The long-term risk adjustment process solves the first issue.  The individual and employer mandates help resolve the second.  The transitional reinsurance program and transitional risk corridor protection resolve the third.  The last concern is subject to a two-way risk sharing.  Those carriers that “guessed” too high and overcharged will give up some of their revenue.  Those carriers that “guessed” too low are protected.  This is not a bailout; this is an equitable risk protection to ensure an orderly implementation of ACA.

The second article goes on to say that taxpayers subsidize big companies’ business expenses.  This, again, does not specifically address the real issue.  The transitional reinsurance program provides catastrophic reinsurance protection for all health plans in the exchange marketplace (i.e., initially claims in excess of $60,000 up to $250,000) primarily funded by a $5.25 per month per person charge for all health plans whether or not they are in the exchange marketplace.  Because those in the exchange are receiving a reinsurance benefit, I am not sure this is subsidizing anything.  For those out of the exchange, they are paying a fee and not receiving any benefit.  This could be considered a tax to those carriers.  Most, if not all, carriers are building this fee into their cost structure, so it is being passed on to the public.  However, the government has already proposed an increased reinsurance benefit and is already talking about reducing the premium.

The second article continues: “Insurers don’t have to pay out all of their costs,” suggesting that the risk corridor program is a bailout.  No, this isn’t a bailout. It is a temporary protection to help smooth out the premium rates.  Those carriers overcharging will get less money and those undercharging will receive some subsidy until the cost structures stabilize.  This is a short-term program providing assistance to the carriers as they calibrate costs under ACA.  This is not a bailout.  This is a two-way risk protection mechanism.  It does rely on a balanced marketplace.  To the extent the ACA rollout is flawed and carriers are all on the unfavorable side of the risk curve, the government will have to provide assistance, but the intent of the program is to be balanced.

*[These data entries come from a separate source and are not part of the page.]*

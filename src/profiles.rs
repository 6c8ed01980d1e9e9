use anyhow::Result;

use crate::cli::{driver_label, relay_mode_label};
use crate::config::{ProfilesFile, RuntimeConfig};

pub fn run_profiles_list(profiles: &ProfilesFile, cfg: &RuntimeConfig) -> Result<()> {
    let mut names = profiles.profiles.keys().cloned().collect::<Vec<String>>();
    if !names.iter().any(|name| name == "default") {
        names.push("default".to_string());
    }
    names.sort();

    println!("Configured profiles (active='{}'):", cfg.profile);
    for name in names {
        let marker = if name == cfg.profile { "*" } else { " " };
        let source = if profiles.profiles.contains_key(&name) {
            "configured"
        } else {
            "implicit"
        };
        println!("{marker} {name} ({source})");
    }

    Ok(())
}

pub fn run_profiles_show(cfg: &RuntimeConfig) -> Result<()> {
    println!("Active profile: {}", cfg.profile);
    println!("Config path: {}", cfg.config_path);
    println!("App: {}", cfg.app_name);
    println!("Preset: {}", cfg.preset);
    println!("Driver: {}", driver_label(cfg.driver));
    println!(
        "Driver command: {}",
        cfg.driver_command.as_deref().unwrap_or("<not configured>")
    );
    println!(
        "Transcript path: {}",
        cfg.transcript_path.as_deref().unwrap_or("<not configured>")
    );
    println!("Transcript delay (ms): {}", cfg.transcript_delay_ms);
    println!("Relay mode: {}", relay_mode_label(cfg.relay_mode));
    println!("Poll interval (ms): {}", cfg.poll_interval_ms);
    println!("Telemetry enabled: {}", cfg.telemetry_enabled);
    println!("Telemetry path: {}", cfg.telemetry_path);
    Ok(())
}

In summary, we need more accurate reporting of the actual situation.  There are some concerns about the implementation of ACA, and they are real; they aren’t fabricated.  Fortunately, the 3 R’s are going to help mitigate some of these issues.  Without the 3 R’s there would be more serious issues than there will be with them.  If the program failed, if no carriers participated, if no one signed up, there would likely be a major government takeover.  That would be a serious issue with a federalization of the health insurance marketplace.  That did not happen and will likely not happen. 

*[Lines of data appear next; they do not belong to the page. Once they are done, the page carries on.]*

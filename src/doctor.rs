use std::path::Path;

use anyhow::Result;

use crate::cli::{DriverKind, driver_label, relay_mode_label};
use crate::config::{REQUIRED_ENV_VARS, RuntimeConfig, display_endpoint, load_llm_connection};
use crate::driver::build_driver;
use crate::presets::{find_preset, preset_names};

pub fn env_present(key: &str) -> bool {
    std::env::var(key)
        .map(|value| !value.trim().is_empty())
        .unwrap_or(false)
}

/// Reports configuration problems without failing fast; returns an error
/// only after every check has printed.
pub fn run_doctor(cfg: &RuntimeConfig) -> Result<()> {
    println!(
        "Active profile: '{}' (config: {})",
        cfg.profile, cfg.config_path
    );

    let mut problems = Vec::<String>::new();

    println!("Connection environment check:");
    for key in REQUIRED_ENV_VARS {
        let ok = env_present(key);
        let status = if ok { "set" } else { "missing" };
        println!("- {key}: {status}");
        if !ok {
            problems.push(format!("{key} is not set"));
        }
    }

    let connection = match load_llm_connection() {
        Ok(connection) => {
            println!(
                "Connection: model={} api_version={} endpoint={}",
                connection.model,
                connection.api_version,
                display_endpoint(cfg, &connection)
            );
            Some(connection)
        }
        Err(_) => None,
    };

    match find_preset(&cfg.preset) {
        Some(preset) => println!(
            "Preset: {} ({} agents, max_round={})",
            preset.name,
            preset.assistants.len() + 1,
            preset.max_round
        ),
        None => {
            println!("Preset: {} (unknown)", cfg.preset);
            problems.push(format!(
                "preset '{}' is not built in; choose one of: {}",
                cfg.preset,
                preset_names().join(", ")
            ));
        }
    }

    println!(
        "Driver: {} command={} transcript={} delay_ms={}",
        driver_label(cfg.driver),
        cfg.driver_command.as_deref().unwrap_or("<not configured>"),
        cfg.transcript_path.as_deref().unwrap_or("<not configured>"),
        cfg.transcript_delay_ms
    );
    match cfg.driver {
        DriverKind::Command => {
            if cfg.driver_command.is_none() {
                problems.push("driver 'command' has no --driver-command configured".to_string());
            }
        }
        DriverKind::Transcript => match cfg.transcript_path.as_deref() {
            Some(path) if !Path::new(path).is_file() => {
                problems.push(format!("transcript file '{path}' does not exist"));
            }
            Some(_) => {}
            None => {
                problems.push("driver 'transcript' has no --transcript-path configured".to_string())
            }
        },
    }
    if let Some(connection) = &connection
        && problems.is_empty()
        && let Err(err) = build_driver(cfg, connection)
    {
        problems.push(format!("{err:#}"));
    }

    println!(
        "Relay: mode={} poll_interval_ms={}",
        relay_mode_label(cfg.relay_mode),
        cfg.poll_interval_ms
    );
    println!(
        "Telemetry: enabled={} path={}",
        cfg.telemetry_enabled, cfg.telemetry_path
    );

    if problems.is_empty() {
        println!("All checks passed.");
        return Ok(());
    }

    println!("Problems:");
    for problem in &problems {
        println!("- {problem}");
    }
    Err(anyhow::anyhow!(
        "doctor found {} configuration problem(s): {}",
        problems.len(),
        problems.join("; ")
    ))
}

Perhaps reflection as to why ACA emerged might be helpful.  Health costs and healthcare premiums were escalating far faster than we can afford.  They continue to increase much faster than the rest of the economy, which cannot continue without some type of intervention.  One hopes that ACA will be able to help resolve some of the concerns and issues.  Without some long-term improvement in the economics of healthcare we, as individuals and a nation, are faced with exceptional long-term economic challenges. 

Maybe we should be talking about this!